Cette vague de chaleur ne présente pas de risque pour le raisin, encore au stade de mini grappes, voire "a des effets positifs sur l'état sanitaire", a-t-il expliqué. Les nuits restent fraîches et il a aussi plu ces dernières semaines.
"Cet épisode, caniculaire pour le mois de mai, n'est pas insurmontable. Il faut évidemment que le travail dans les vignes se fasse très tôt le matin, parce que pour tous ceux qui travaillent dans les vignes c'est difficile. (Mais) la vigne elle-même aime le sec, le chaud, le soleil", souligne-t-il.
En revanche cet épisode intervient dans une année où le cycle de la vigne "est déjà précoce dans tous les vignobles, avec des (signalements) d'avance de floraisons et de débourrements... Ce qui va nous conduire à des vendanges encore plus précoces que ce qu'on a connu ces dernières années", ajoute M. Farges.
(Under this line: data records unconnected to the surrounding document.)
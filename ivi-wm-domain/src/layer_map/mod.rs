//! Static role → layer mapping, screen areas and split-layout rules.
//!
//! A [`LayerMap`] is built once at start-up from the layer and area
//! documents (or their built-in defaults) and is read-only afterwards.
//! Role patterns are full-match regular expressions tested in ascending
//! layer id order; the first hit wins. A layer whose pattern matches the
//! literal role `"fallback"` receives roles that match nothing else.

pub mod defaults;
pub mod errors;
pub mod types;

use std::collections::{BTreeMap, HashMap};
use std::path::Path;

use regex::Regex;
use tracing::{debug, info};

use ivi_wm_core::utils::read_optional_to_string;
use ivi_wm_core::{Rect, Size};

use crate::types::{LayerId, AREA_FULLSCREEN};
pub use errors::LayerMapError;
pub use types::{
    AreaEntry, AreasDocument, LayerArea, LayerDef, LayersDocument, MappingEntry, SplitLayout, SplitParty,
};

const FALLBACK_ROLE: &str = "fallback";

/// Compiles `pattern` so that it must match the whole input.
pub(crate) fn full_match(pattern: &str) -> Result<Regex, LayerMapError> {
    Regex::new(&format!("^(?:{})$", pattern)).map_err(|source| LayerMapError::BadPattern {
        pattern: pattern.to_string(),
        source,
    })
}

#[derive(Debug, Clone)]
pub struct LayerMap {
    layers: BTreeMap<LayerId, LayerDef>,
    fallback: Option<LayerId>,
    areas: HashMap<String, Rect>,
    main_surface_role: Option<String>,
}

impl LayerMap {
    pub fn from_documents(layers: LayersDocument, areas: AreasDocument) -> Result<Self, LayerMapError> {
        let mut defs = BTreeMap::new();
        for mapping in layers.mappings {
            let def = Self::layer_from_mapping(mapping)?;
            if defs.contains_key(&def.id) {
                return Err(LayerMapError::DuplicateLayerId(def.id));
            }
            debug!(
                layer = def.id,
                name = %def.name,
                split_layouts = def.split_layouts.len(),
                "Registered layer"
            );
            defs.insert(def.id, def);
        }
        if defs.is_empty() {
            return Err(LayerMapError::NoLayers);
        }

        let mut area_table = HashMap::with_capacity(areas.areas.len());
        for area in areas.areas {
            if area_table.insert(area.name.clone(), area.rect).is_some() {
                return Err(LayerMapError::DuplicateArea(area.name));
            }
        }

        let fallback = defs.values().find(|l| l.role_match.is_match(FALLBACK_ROLE)).map(|l| l.id);
        let main_surface_role = layers
            .main_surface
            .map(|m| m.surface_role)
            .filter(|role| !role.is_empty());

        Ok(Self {
            layers: defs,
            fallback,
            areas: area_table,
            main_surface_role,
        })
    }

    fn layer_from_mapping(mapping: MappingEntry) -> Result<LayerDef, LayerMapError> {
        if mapping.name.is_empty() {
            return Err(LayerMapError::MissingName { role: mapping.role });
        }
        let id = u32::try_from(mapping.layer_id).map_err(|_| LayerMapError::InvalidLayerId {
            name: mapping.name.clone(),
            layer_id: mapping.layer_id,
        })?;

        let area = match mapping.area {
            Some(area) if area.kind == "rect" => match area.rect {
                Some(r) => LayerArea::Rect(Rect::new(r.x, r.y, r.width, r.height)),
                None => LayerArea::Full,
            },
            _ => LayerArea::Full,
        };

        let split_layouts = mapping
            .split_layouts
            .into_iter()
            .map(|sl| {
                Ok(SplitLayout {
                    main_match: full_match(&sl.main_match)?,
                    sub_match: full_match(&sl.sub_match)?,
                    name: sl.name,
                })
            })
            .collect::<Result<Vec<_>, LayerMapError>>()?;

        Ok(LayerDef {
            id,
            role_match: full_match(&mapping.role)?,
            role_pattern: mapping.role,
            name: mapping.name,
            area,
            split_layouts,
        })
    }

    pub fn from_json(layers_json: &str, areas_json: &str) -> Result<Self, LayerMapError> {
        let layers: LayersDocument = serde_json::from_str(layers_json)?;
        let areas: AreasDocument = serde_json::from_str(areas_json)?;
        Self::from_documents(layers, areas)
    }

    /// The built-in mapping and area tables.
    pub fn with_defaults() -> Result<Self, LayerMapError> {
        Self::from_json(defaults::DEFAULT_LAYERS_JSON, defaults::DEFAULT_AREAS_JSON)
    }

    /// Reads both documents, substituting the built-in ones for absent files.
    pub fn load(layers_path: Option<&Path>, areas_path: Option<&Path>) -> Result<Self, LayerMapError> {
        let layers = Self::read_document(layers_path, defaults::DEFAULT_LAYERS_JSON)?;
        let areas = Self::read_document(areas_path, defaults::DEFAULT_AREAS_JSON)?;
        Self::from_json(&layers, &areas)
    }

    pub(crate) fn read_document(path: Option<&Path>, default: &str) -> Result<String, LayerMapError> {
        if let Some(path) = path {
            if let Some(content) = read_optional_to_string(path)? {
                info!(path = %path.display(), "Using layout document");
                return Ok(content);
            }
            info!(path = %path.display(), "Layout document not found, using built-in default");
        }
        Ok(default.to_string())
    }

    /// Resolves a canonical role to its layer, falling back to the
    /// designated fallback layer when no pattern matches.
    pub fn resolve_layer(&self, role: &str) -> Option<LayerId> {
        if let Some(layer) = self.layers.values().find(|l| l.role_match.is_match(role)) {
            debug!(role, layer = layer.id, "Role matches layer");
            return Some(layer.id);
        }
        if let Some(fallback) = self.fallback {
            debug!(role, layer = fallback, "Role is not mapped, using fallback layer");
        }
        self.fallback
    }

    pub fn fallback_layer(&self) -> Option<LayerId> {
        self.fallback
    }

    pub fn area_rect(&self, area: &str) -> Option<Rect> {
        self.areas.get(area).copied()
    }

    pub fn has_area(&self, area: &str) -> bool {
        self.areas.contains_key(area)
    }

    /// Layout base resolution, taken from the `fullscreen` area.
    pub fn base_size(&self) -> Option<Size> {
        self.area_rect(AREA_FULLSCREEN).map(|r| r.size())
    }

    /// Whether `candidate` may join `layer` as sub next to `current_main`.
    ///
    /// Both must sit on `layer`, be distinct surfaces, and one of the layer's
    /// split layouts must match the main role and the candidate role.
    pub fn can_split(&self, layer: LayerId, current_main: SplitParty<'_>, candidate: SplitParty<'_>) -> bool {
        if current_main.surface == candidate.surface {
            return false;
        }
        if current_main.layer != layer || candidate.layer != layer {
            return false;
        }
        let Some(def) = self.layers.get(&layer) else {
            return false;
        };
        let matched = def
            .split_layouts
            .iter()
            .find(|sl| sl.matches(current_main.role, candidate.role));
        if let Some(sl) = matched {
            debug!(layer, layout = %sl.name, main = current_main.role, sub = candidate.role, "Split layout matched");
        }
        matched.is_some()
    }

    pub fn layer(&self, id: LayerId) -> Option<&LayerDef> {
        self.layers.get(&id)
    }

    /// Layers in ascending id order, which is also the render order.
    pub fn layers(&self) -> impl Iterator<Item = &LayerDef> {
        self.layers.values()
    }

    pub fn layer_ids(&self) -> Vec<LayerId> {
        self.layers.keys().copied().collect()
    }

    pub fn main_surface_role(&self) -> Option<&str> {
        self.main_surface_role.as_deref()
    }
}

#[cfg(test)]
mod tests {
    use super::*;
    use std::fs;
    use tempfile::TempDir;

    const SPLIT_LAYERS: &str = r#"{
        "mappings": [
            { "role": "homescreen", "name": "home", "layer_id": 1000 },
            {
                "role": "music|video|map|radio|phone",
                "name": "apps",
                "layer_id": 1001,
                "split_layouts": [
                    { "name": "map+music", "main_match": "map", "sub_match": "music|video" }
                ]
            },
            { "role": "fallback|browser", "name": "fallbacks", "layer_id": 1002 },
            { "role": "on_screen.*", "name": "popups", "layer_id": 9999 }
        ]
    }"#;

    fn split_map() -> LayerMap {
        LayerMap::from_json(SPLIT_LAYERS, defaults::DEFAULT_AREAS_JSON).unwrap()
    }

    #[test]
    fn defaults_parse() {
        let map = LayerMap::with_defaults().unwrap();
        assert_eq!(map.layer_ids(), vec![1000, 1001, 9999]);
        assert_eq!(map.main_surface_role(), Some("HomeScreen"));
        assert_eq!(map.area_rect("split.sub"), Some(Rect::new(0, 962, 1080, 744)));
        assert_eq!(map.base_size(), Some(Size::new(1080, 1920)));
        assert_eq!(map.layer(1001).unwrap().area, LayerArea::Rect(Rect::new(0, 218, -1, -433)));
        assert_eq!(map.layer(1000).unwrap().area, LayerArea::Full);
        assert_eq!(map.fallback_layer(), None);
    }

    #[test]
    fn patterns_are_full_match() {
        let map = LayerMap::with_defaults().unwrap();
        assert_eq!(map.resolve_layer("HomeScreen"), Some(1000));
        assert_eq!(map.resolve_layer("Radio"), Some(1001));
        assert_eq!(map.resolve_layer("OnScreenAlert"), Some(9999));
        // substring of an alternative is not enough
        assert_eq!(map.resolve_layer("Radiox"), None);
        assert_eq!(map.resolve_layer("unknown"), None);
    }

    #[test]
    fn unmatched_role_uses_fallback_layer() {
        let map = split_map();
        assert_eq!(map.fallback_layer(), Some(1002));
        assert_eq!(map.resolve_layer("some_new_app"), Some(1002));
        assert_eq!(map.resolve_layer("map"), Some(1001));
    }

    #[test]
    fn split_requires_same_layer_distinct_surfaces_and_matching_layout() {
        let map = split_map();
        let main = SplitParty { surface: 1, layer: 1001, role: "map" };
        let music = SplitParty { surface: 2, layer: 1001, role: "music" };
        assert!(map.can_split(1001, main, music));

        // wrong direction
        assert!(!map.can_split(1001, music, main));
        // same surface
        assert!(!map.can_split(1001, main, SplitParty { surface: 1, ..music }));
        // candidate on another layer
        assert!(!map.can_split(1001, main, SplitParty { layer: 1002, ..music }));
        // role not covered by sub_match
        assert!(!map.can_split(1001, main, SplitParty { surface: 3, layer: 1001, role: "phone" }));
        // layer without split layouts
        assert!(!map.can_split(1000, SplitParty { layer: 1000, ..main }, SplitParty { layer: 1000, ..music }));
    }

    #[test]
    fn rejects_invalid_mappings() {
        let areas = defaults::DEFAULT_AREAS_JSON;
        let no_name = r#"{ "mappings": [ { "role": "x", "layer_id": 1 } ] }"#;
        assert!(matches!(LayerMap::from_json(no_name, areas), Err(LayerMapError::MissingName { .. })));

        let no_id = r#"{ "mappings": [ { "role": "x", "name": "x" } ] }"#;
        assert!(matches!(LayerMap::from_json(no_id, areas), Err(LayerMapError::InvalidLayerId { layer_id: -1, .. })));

        let dup = r#"{ "mappings": [ { "role": "a", "name": "a", "layer_id": 5 }, { "role": "b", "name": "b", "layer_id": 5 } ] }"#;
        assert!(matches!(LayerMap::from_json(dup, areas), Err(LayerMapError::DuplicateLayerId(5))));

        let bad_re = r#"{ "mappings": [ { "role": "(", "name": "a", "layer_id": 5 } ] }"#;
        assert!(matches!(LayerMap::from_json(bad_re, areas), Err(LayerMapError::BadPattern { .. })));

        let empty = r#"{ "mappings": [] }"#;
        assert!(matches!(LayerMap::from_json(empty, areas), Err(LayerMapError::NoLayers)));
    }

    #[test]
    fn load_falls_back_to_defaults_for_missing_files() {
        let dir = TempDir::new().unwrap();
        let layers_path = dir.path().join("layers.json");
        fs::write(&layers_path, SPLIT_LAYERS).unwrap();

        let map = LayerMap::load(Some(&layers_path), Some(&dir.path().join("areas.db"))).unwrap();
        assert_eq!(map.layer_ids(), vec![1000, 1001, 1002, 9999]);
        assert!(map.has_area("normal.full"));

        let defaults = LayerMap::load(None, None).unwrap();
        assert_eq!(defaults.layer_ids(), vec![1000, 1001, 9999]);
    }

    #[test]
    fn malformed_file_is_an_error() {
        let dir = TempDir::new().unwrap();
        let areas_path = dir.path().join("areas.db");
        fs::write(&areas_path, "{ \"areas\": [ { \"name\": 3 } ] }").unwrap();
        assert!(matches!(LayerMap::load(None, Some(&areas_path)), Err(LayerMapError::Json(_))));
    }
}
"Les dates de floraison conduisent physiologiquement à des dates de récoltes une centaine de jours après. Or les floraisons ont été très très précoces: autour du 15 mai dans les endroits les plus précoces, 15- 20 mai dans les zones du sud-est, 20 mai autour du bordelais...", dit-il encore. "On a des vendanges qui seront début août dans certains endroits."
Selon lui, beaucoup de vendanges vont donc se dérouler en août, avec "toutes les difficultés de recrutement" que cela implique mais aussi une veille particulière à exercer sur les salariés comme sur le raisin quand s'installent les fortes températures aoutiennes.